Entering edit mode

**Role:** Software Engineer Intern

**Stipend:** BTech 65k per month, MTech 70k per month.

**Benefits:** Intern housing, Airfare and Insurance.

**Eligible Courses and Branches:**

B.Tech, M.Tech: CS, EC, EI, EE

**Eligibility:**

*No URs and Backlogs*

**CGPA** >= *7*

**Number if Rounds:** 2

**Round 1:** **Coding Round**

There were two problems which were medium level, based on hashing and the second one based on hashing + string + sorting, which I have solved in 10 min. The Coding Round tool place in Hackerrank platform.

15 were shortlisted after Coding Round.

**Round 2:** **Technical + HR**

Two questions were asked in the technical round.

First one: Array Partition

Click here to Practice

Submit Problem to OJ

In above question, I told the exact logic behind it, because there is a lot of edge cases in this question, so i told all the logic/edge cases, but was not able to code it.

Other question was a medium level one, I solved it in a very fast manner, with the complete code, means including header file, take input and every other minute detail.

Then they focused on my project and were asking a lot of questions on project like How you did your project, what is the logic behind it, what was your role and many other things, wherein I discussed my project, in a very detailed manner, I told all the API that i have made in my project, and how it is working.

At the end some basic HR questions were also asked.
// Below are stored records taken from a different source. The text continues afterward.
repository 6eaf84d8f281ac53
use itertools::Itertools;
use serde_json::Value;

use crate::enrich::{Outcome, LAUNCH_DATE, SEASON, SEASON_YEAR, SKU_ID};

pub fn summary_lines(outcome: &Outcome, preview: usize) -> Vec<String> {
    let total = outcome.records.len();
    let mut lines = Vec::new();
    if outcome.written {
        lines.push(format!(
            "Updated {} SKU records ({} with launch_date)",
            total, outcome.enriched
        ));
    } else {
        lines.push(format!(
            "Dry run: {} SKU records processed ({} with launch_date), file not written",
            total, outcome.enriched
        ));
    }

    let shown = preview.min(total);
    lines.push(format!("First {} records:", shown));
    for record in outcome.records.iter().take(shown) {
        lines.push(format!(
            "  SKU: {}, Season: {} {}, Launch Date: {}",
            field(record, SKU_ID),
            field(record, SEASON_YEAR),
            field(record, SEASON),
            field(record, LAUNCH_DATE),
        ));
    }

    if !outcome.waves.is_empty() {
        lines.push("Launch waves:".to_string());
        for group in &outcome.waves {
            lines.push(format!(
                "  {} {}: {} SKUs, {} launch dates: {}",
                group.year,
                group.season,
                group.count,
                group.dates.len(),
                group.dates.iter().join(", ")
            ));
        }
    }
    lines
}

pub fn print(outcome: &Outcome, preview: usize) {
    for line in summary_lines(outcome, preview) {
        println!("{}", line);
    }
}

fn field(record: &Value, key: &str) -> String {
    match record.get(key) {
        Some(Value::String(s)) => s.clone(),
        Some(Value::Null) | None => "-".to_string(),
        Some(other) => other.to_string(),
    }
}

#[cfg(test)]
mod tests {
    use super::*;
    use crate::season::Season;
    use crate::waves::WaveGroup;
    use chrono::NaiveDate;
    use serde_json::json;

    fn outcome(records: Vec<Value>, written: bool) -> Outcome {
        Outcome {
            enriched: records.len(),
            records,
            waves: Vec::new(),
            written,
        }
    }

    #[test]
    fn preview_first_three() {
        let records = (1..=5)
            .map(|i| {
                json!({"sku_id": format!("S{i}"), "season_year": 2024, "season": "Q1", "launch_date": "2024-02-01"})
            })
            .collect();
        let lines = summary_lines(&outcome(records, true), 3);
        assert_eq!(lines.len(), 5);
        assert_eq!(lines[0], "Updated 5 SKU records (5 with launch_date)");
        assert_eq!(lines[1], "First 3 records:");
        assert_eq!(
            lines[2],
            "  SKU: S1, Season: 2024 Q1, Launch Date: 2024-02-01"
        );
    }

    #[test]
    fn missing_fields_render_as_dash() {
        let lines = summary_lines(&outcome(vec![json!({"sku_id": "S3"})], false), 3);
        assert!(lines[0].starts_with("Dry run: 1 SKU records"));
        assert_eq!(lines[1], "First 1 records:");
        assert_eq!(lines[2], "  SKU: S3, Season: - -, Launch Date: -");
    }

    #[test]
    fn wave_summary() {
        let mut out = outcome(Vec::new(), true);
        out.waves.push(WaveGroup {
            year: 2024,
            season: Season::Q2,
            count: 16,
            dates: vec![
                NaiveDate::from_ymd_opt(2024, 5, 1).unwrap(),
                NaiveDate::from_ymd_opt(2024, 5, 15).unwrap(),
            ],
        });
        let lines = summary_lines(&out, 3);
        assert_eq!(
            lines.last().unwrap(),
            "  2024 Q2: 16 SKUs, 2 launch dates: 2024-05-01, 2024-05-15"
        );
    }
}
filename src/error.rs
use std::path::PathBuf;

use thiserror::Error;

#[derive(Debug, Error)]
pub enum EnrichError {
    #[error("failed to access {path:?}")]
    Io {
        path: PathBuf,
        #[source]
        source: std::io::Error,
    },

    #[error("{path:?} is not valid JSON")]
    Parse {
        path: PathBuf,
        #[source]
        source: serde_json::Error,
    },

    #[error("{path:?} does not contain a JSON array of records")]
    NotAnArray { path: PathBuf },

    #[error("record {index}: unknown season {season}")]
    UnknownSeason { index: usize, season: String },

    #[error("record {index}: season_year must be a string or a number")]
    UnsupportedYear { index: usize },

    #[error("record {index}: launch date for {year} {season} is out of range")]
    DateOutOfRange {
        index: usize,
        year: String,
        season: String,
    },
}

pub type Result<T> = std::result::Result<T, EnrichError>;
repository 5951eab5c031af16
mod api;
mod cli;
mod config;
mod db;
mod models;
mod tui;
mod utils;

use anyhow::{Context, Result};
use clap::Parser;
use rusqlite::Connection;

use api::Remote;
use cli::args::{Cli, Commands};
use cli::handlers;
use config::AppConfig;
use db::migrations::run_migrations;

fn main() -> Result<()> {
    env_logger::init();

    let cli = Cli::parse();
    let config = AppConfig::load().context("Loading config")?;

    AppConfig::ensure_data_dir()?;
    let db_path = AppConfig::db_path()?;
    let conn = Connection::open(&db_path)
        .with_context(|| format!("Opening database at {:?}", db_path))?;

    conn.execute_batch("PRAGMA journal_mode=WAL;")?;
    run_migrations(&conn)?;

    let remote = Remote::from_config(&config.api)?;
    log::debug!(
        "Database at {:?}, network lookups {}",
        db_path,
        if remote.is_enabled() { "on" } else { "off" }
    );

    match cli.command {
        Some(Commands::Today) => handlers::handle_today(&conn, &config, &remote)?,
        Some(Commands::Fast { action }) => {
            handlers::handle_fast(&conn, &config, &remote, &action)?
        }
        Some(Commands::Quran { action }) => {
            handlers::handle_quran(&conn, &config, &remote, &action)?
        }
        Some(Commands::Deeds { action }) => handlers::handle_deeds(&conn, &config, &action)?,
        Some(Commands::Dhikr { action }) => handlers::handle_dhikr(&conn, &action)?,
        Some(Commands::Adhkar { category }) => handlers::handle_adhkar(&category)?,
        Some(Commands::Settings { action }) => handlers::handle_settings(&conn, &action)?,
        Some(Commands::Reset { yes }) => handlers::handle_reset(&conn, yes)?,

        // No subcommand → launch TUI
        None => tui::app::run(conn, config, remote)?,
    }

    Ok(())
}
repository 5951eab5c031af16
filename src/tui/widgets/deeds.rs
use ratatui::{
    layout::Rect,
    style::Modifier,
    text::{Line, Span},
    widgets::{Block, BorderType, Borders, List, ListItem},
    Frame,
};

use crate::models::DailyChallenge;
use crate::tui::theme;
use crate::utils::format::{pad_display, plural};

pub fn render(
    frame: &mut Frame,
    area: Rect,
    challenge: &DailyChallenge,
    streak: u32,
    focus_idx: usize,
    focused: bool,
) {
    let title = format!(
        " Good Deeds · {}% · streak {} ",
        challenge.progress_percent(),
        plural(streak, "day")
    );
    let block = Block::default()
        .title(Span::styled(title, theme::gold()))
        .borders(Borders::ALL)
        .border_type(BorderType::Rounded)
        .border_style(theme::border(focused))
        .style(theme::surface());

    let text_width = area.width.saturating_sub(18) as usize;

    let items: Vec<ListItem> = challenge
        .deeds
        .iter()
        .enumerate()
        .map(|(i, deed)| {
            let done = challenge.is_completed(deed.id);
            let is_focused = focused && i == focus_idx;

            let (icon, icon_style) = if done {
                ("●", theme::green())
            } else {
                ("○", theme::dim())
            };
            let mut text_style = if done {
                theme::dim().add_modifier(Modifier::CROSSED_OUT)
            } else {
                theme::bold()
            };
            if is_focused {
                text_style = theme::gold().add_modifier(Modifier::BOLD);
            }

            ListItem::new(Line::from(vec![
                Span::styled("  ", theme::dim()),
                Span::styled(icon, icon_style),
                Span::styled(" ", theme::dim()),
                Span::styled(pad_display(&deed.text, text_width), text_style),
                Span::styled(format!(" {}", deed.category.as_str()), theme::dim()),
            ]))
        })
        .collect();

    let list = List::new(items).block(block);
    frame.render_widget(list, area);
}
use anyhow::{anyhow, Result};
use chrono::{Local, NaiveDate, NaiveDateTime};
use crossterm::event::{KeyCode, KeyEvent};
use ratatui::{
    layout::{Constraint, Direction, Layout, Rect},
    style::Modifier,
    text::{Line, Span},
    widgets::{Block, BorderType, Borders, Clear, Paragraph},
    DefaultTerminal, Frame,
};
use rusqlite::Connection;

use crate::api::{HijriLookup, Lookup, Remote};
use crate::config::AppConfig;
use crate::db::repository::{
    reset_all_progress, DeedsRepo, DhikrRepo, FastingRepo, QuranRepo, SettingsRepo,
};
use crate::models::dhikr::next_reminder;
use crate::models::duas::dua_of_the_day;
use crate::models::{
    AdhkarCategory, DailyChallenge, DhikrItem, FastingDay, FastingStatus, Increment,
    QuranProgress, Surah, UserSettings,
};
use crate::tui::events::{Event, EventHandler};
use crate::tui::theme;
use crate::tui::widgets::statusbar::Notice;
use crate::tui::widgets::{adhkar, deeds, dhikr, fasting, header, quran, statusbar};
use crate::utils::calendar::{ramadan_status, RamadanStatus};
use crate::utils::format::plural;

const UPDATING: &str = "Updating Hijri dates and surah list…";

#[derive(Debug, Clone, PartialEq)]
pub enum View {
    Dashboard,
    Adhkar,
    Help,
}

#[derive(Debug, Clone, Copy, PartialEq)]
pub enum FocusSection {
    Fasting,
    Quran,
    Deeds,
    Dhikr,
}

impl FocusSection {
    fn next(self) -> Self {
        match self {
            FocusSection::Fasting => FocusSection::Quran,
            FocusSection::Quran => FocusSection::Deeds,
            FocusSection::Deeds => FocusSection::Dhikr,
            FocusSection::Dhikr => FocusSection::Fasting,
        }
    }

    fn prev(self) -> Self {
        match self {
            FocusSection::Fasting => FocusSection::Dhikr,
            FocusSection::Quran => FocusSection::Fasting,
            FocusSection::Deeds => FocusSection::Quran,
            FocusSection::Dhikr => FocusSection::Deeds,
        }
    }
}

#[derive(Debug, Clone, PartialEq)]
pub enum InputMode {
    Normal,
    ConfirmReset,
}

pub struct App {
    pub view: View,
    pub config: AppConfig,
    pub focus_section: FocusSection,
    pub focus_idx: usize,
    pub should_quit: bool,
    pub input_mode: InputMode,
    pub notice: Option<Notice>,
    pub adhkar_category: AdhkarCategory,
    pub adhkar_scroll: u16,

    // Cached state (refreshed on load/action)
    pub today: NaiveDate,
    pub hijri: HijriLookup,
    pub status: RamadanStatus,
    pub season: Vec<HijriLookup>,
    pub fasting: Vec<FastingDay>,
    pub quran: QuranProgress,
    pub surahs: Vec<Surah>,
    pub surah_error: Option<String>,
    pub challenge: DailyChallenge,
    pub streak: u32,
    pub dhikr: Vec<DhikrItem>,
    pub settings: UserSettings,
    pub reminder_in: Option<i64>,
    /// Remote dates and surah list not fetched yet; local values are shown.
    pub remote_pending: bool,
}
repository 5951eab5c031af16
pub mod args;
pub mod handlers;
use ratatui::{
    layout::Rect,
    style::Modifier,
    text::{Line, Span},
    widgets::{Block, BorderType, Borders, List, ListItem},
    Frame,
};

use crate::models::DhikrItem;
use crate::tui::theme;
use crate::utils::format::{format_duration_secs, pad_display};

pub fn render(
    frame: &mut Frame,
    area: Rect,
    items: &[DhikrItem],
    focus_idx: usize,
    focused: bool,
    reminder_in: Option<i64>,
) {
    let title = match reminder_in {
        Some(secs) => format!(" Dhikr · reminder in {} ", format_duration_secs(secs)),
        None => " Dhikr ".to_string(),
    };
    let block = Block::default()
        .title(Span::styled(title, theme::gold()))
        .borders(Borders::ALL)
        .border_type(BorderType::Rounded)
        .border_style(theme::border(focused))
        .style(theme::surface());

    let name_width = area.width.saturating_sub(22) as usize;

    let mut list_items: Vec<ListItem> = Vec::new();
    for (i, item) in items.iter().enumerate() {
        let is_focused = focused && i == focus_idx;
        let name_style = if is_focused {
            theme::gold().add_modifier(Modifier::BOLD)
        } else {
            theme::bold()
        };

        let filled = (item.ratio() * 5.0).round() as usize;
        let bar = format!("{}{}", "▓".repeat(filled), "░".repeat(5 - filled.min(5)));
        let color = if item.is_complete() {
            theme::green()
        } else {
            theme::amber()
        };

        list_items.push(ListItem::new(Line::from(vec![
            Span::styled(format!("  {}", pad_display(&item.translation, name_width)), name_style),
            Span::styled(format!(" {} {:>3}/{}", bar, item.count, item.target), color),
        ])));

        if is_focused {
            list_items.push(ListItem::new(Line::from(vec![
                Span::styled("    ", theme::dim()),
                Span::styled(item.arabic.as_str(), theme::gold()),
            ])));
            list_items.push(ListItem::new(Line::from(Span::styled(
                format!("    {}", pad_display(&item.virtue, name_width + 14)),
                theme::dim().add_modifier(Modifier::ITALIC),
            ))));
        }
    }

    let list = List::new(list_items).block(block);
    frame.render_widget(list, area);
}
And that is how the interview concluded.

**Verdict:** Selected

**Tips:** Don't be in a comfortable position in the interview.

Entering edit mode

Given an array, partition it into two arrays A and B, such that A intersection B is empty set, A union B gives the whole array back, the sum of values in set A must be strictly greater than sum of values in set B, and number of elements in set A must be minimal.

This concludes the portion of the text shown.